Theory of FID NMR signal dephasing induced by mesoscopic magnetic field inhomogeneities in biological systems.

A theory of the NMR signal dephasing due to the presence of tissue-specific magnetic field inhomogeneities is developed for a two-compartment model. Randomly distributed magnetized objects of finite size embedded in a given media are modeled by ellipsoids of revolution (prolate and oblate spheroids). The model can be applied for describing blood vessels in a tissue, red blood cells in the blood, marrow within trabecular bones, etc. The time dependence of the dephasing function connected with the spins inside of the objects, s(i), is shown to be expressed by Fresnel functions and creates a powder-type signal in the frequency domain.
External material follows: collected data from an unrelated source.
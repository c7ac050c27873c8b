//! # Learner Portal Links
//!
//! Builds the learner-facing URLs that notifications carry: the enterprise
//! learner portal and the per-license activation link.
//!
//! ```text
//! {portal_base}/{enterprise_slug}
//! {portal_base}/{enterprise_slug}/licenses/{activation_key}/activate
//! ```

use serde::{Deserialize, Serialize};

use crate::error::ValidationError;
use crate::identity::ActivationKey;
use crate::validated::{EmailAddress, EnterpriseSlug};

const DEFAULT_PORTAL_BASE_URL: &str = "http://localhost:8734";
const DEFAULT_HELP_CENTER_URL: &str = "https://support.example.com/hc";
const DEFAULT_SUPPORT_EMAIL: &str = "customersuccess@example.com";

/// Where learner-facing links point and who receives operator notices.
#[derive(Debug, Clone, PartialEq, Eq, Serialize, Deserialize)]
pub struct PortalConfig {
    /// Base URL of the enterprise learner portal, without trailing slash.
    pub learner_portal_base_url: String,
    /// Help-center URL included in every notification.
    pub help_center_url: String,
    /// Recipient of revocation-cap notices.
    pub support_email: EmailAddress,
}

impl PortalConfig {
    /// Build a configuration, normalizing the portal base URL.
    pub fn new(
        learner_portal_base_url: impl Into<String>,
        help_center_url: impl Into<String>,
        support_email: EmailAddress,
    ) -> Result<Self, ValidationError> {
        let base = learner_portal_base_url.into();
        let base = base.trim().trim_end_matches('/').to_string();
        if !(base.starts_with("http://") || base.starts_with("https://")) {
            return Err(ValidationError::InvalidPortalConfig(format!(
                "learner portal base URL must be http(s), got {base:?}"
            )));
        }
        let help_center_url = help_center_url.into().trim().to_string();
        if help_center_url.is_empty() {
            return Err(ValidationError::InvalidPortalConfig(
                "help center URL must not be empty".to_string(),
            ));
        }
        Ok(Self {
            learner_portal_base_url: base,
            help_center_url,
            support_email,
        })
    }

    /// Read configuration from the process environment.
    ///
    /// - `ENTERPRISE_LEARNER_PORTAL_BASE_URL`
    /// - `SUPPORT_SITE_URL`
    /// - `CUSTOMER_SUPPORT_EMAIL`
    ///
    /// Unset variables fall back to local-development defaults.
    pub fn from_env() -> Result<Self, ValidationError> {
        Self::from_lookup(|key| std::env::var(key).ok())
    }

    /// Read configuration through an arbitrary key lookup.
    pub fn from_lookup(lookup: impl Fn(&str) -> Option<String>) -> Result<Self, ValidationError> {
        let base = lookup("ENTERPRISE_LEARNER_PORTAL_BASE_URL")
            .unwrap_or_else(|| DEFAULT_PORTAL_BASE_URL.to_string());
        let help =
            lookup("SUPPORT_SITE_URL").unwrap_or_else(|| DEFAULT_HELP_CENTER_URL.to_string());
        let email = lookup("CUSTOMER_SUPPORT_EMAIL")
            .unwrap_or_else(|| DEFAULT_SUPPORT_EMAIL.to_string());
        Self::new(base, help, EmailAddress::new(email)?)
    }
}

impl Default for PortalConfig {
    fn default() -> Self {
        Self {
            learner_portal_base_url: DEFAULT_PORTAL_BASE_URL.to_string(),
            help_center_url: DEFAULT_HELP_CENTER_URL.to_string(),
            support_email: EmailAddress(DEFAULT_SUPPORT_EMAIL.to_string()),
        }
    }
}

/// Link to the learner portal of an enterprise. No trailing slash.
pub fn learner_portal_url(config: &PortalConfig, slug: &EnterpriseSlug) -> String {
    format!("{}/{}", config.learner_portal_base_url, slug)
}

/// Activation link sent to a learner for an assigned license.
pub fn license_activation_link(
    config: &PortalConfig,
    slug: &EnterpriseSlug,
    activation_key: &ActivationKey,
) -> String {
    format!(
        "{}/licenses/{}/activate",
        learner_portal_url(config, slug),
        activation_key
    )
}

#[cfg(test)]
mod tests {
    use super::*;
    use std::collections::HashMap;
    use std::str::FromStr;

    fn config() -> PortalConfig {
        PortalConfig::new(
            "https://portal.example.com/",
            "https://help.example.com",
            EmailAddress::new("support@example.com").unwrap(),
        )
        .unwrap()
    }

    #[test]
    fn portal_url_has_no_trailing_slash() {
        let slug = EnterpriseSlug::new("acme").unwrap();
        assert_eq!(learner_portal_url(&config(), &slug), "https://portal.example.com/acme");
    }

    #[test]
    fn activation_link_format() {
        let slug = EnterpriseSlug::new("acme").unwrap();
        let key = ActivationKey::from_str("00000000-0000-0000-0000-000000000001").unwrap();
        assert_eq!(
            license_activation_link(&config(), &slug, &key),
            "https://portal.example.com/acme/licenses/00000000-0000-0000-0000-000000000001/activate"
        );
    }

    #[test]
    fn rejects_non_http_base() {
        let err = PortalConfig::new(
            "ftp://portal",
            "https://help",
            EmailAddress::new("a@example.com").unwrap(),
        );
        assert!(err.is_err());
    }

    #[test]
    fn from_lookup_uses_defaults_and_overrides() {
        let mut vars = HashMap::new();
        vars.insert("ENTERPRISE_LEARNER_PORTAL_BASE_URL", "https://learn.example.org//");
        let cfg = PortalConfig::from_lookup(|k| vars.get(k).map(|v| v.to_string())).unwrap();
        assert_eq!(cfg.learner_portal_base_url, "https://learn.example.org");
        assert_eq!(cfg.help_center_url, DEFAULT_HELP_CENTER_URL);
        assert_eq!(cfg.support_email.as_str(), DEFAULT_SUPPORT_EMAIL);
    }

    #[test]
    fn from_lookup_rejects_bad_email() {
        let cfg = PortalConfig::from_lookup(|k| {
            (k == "CUSTOMER_SUPPORT_EMAIL").then(|| "nobody".to_string())
        });
        assert!(cfg.is_err());
    }

    #[test]
    fn default_matches_from_empty_lookup() {
        assert_eq!(PortalConfig::from_lookup(|_| None).unwrap(), PortalConfig::default());
    }
}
The short-time regime of the dephasing function for spins outside the objects, s(e), is always characterized by Gaussian time dependence, s(e) approximately exp[-zeta(k)(t/tc)2], with zeta being a volume fraction occupied by the objects, t(c) being a characteristic dephasing time, and the coefficient k depending on the ellipsoid's shape through the aspect ratio of its axes (a/c). The long-time asymptotic behavior of s(e) is always "quasispherical"-linear exponential in time, s(e) approximately exp(-zetaCt/tc), with the same "spherical" decay rate for any ellipsoidal shape. For long prolate spheroids (a/c)<<1, there exists an intermediate characteristic regime with a linear exponential time behavior and an aspect-ratio-dependent decay rate smaller than (zetaC/tc).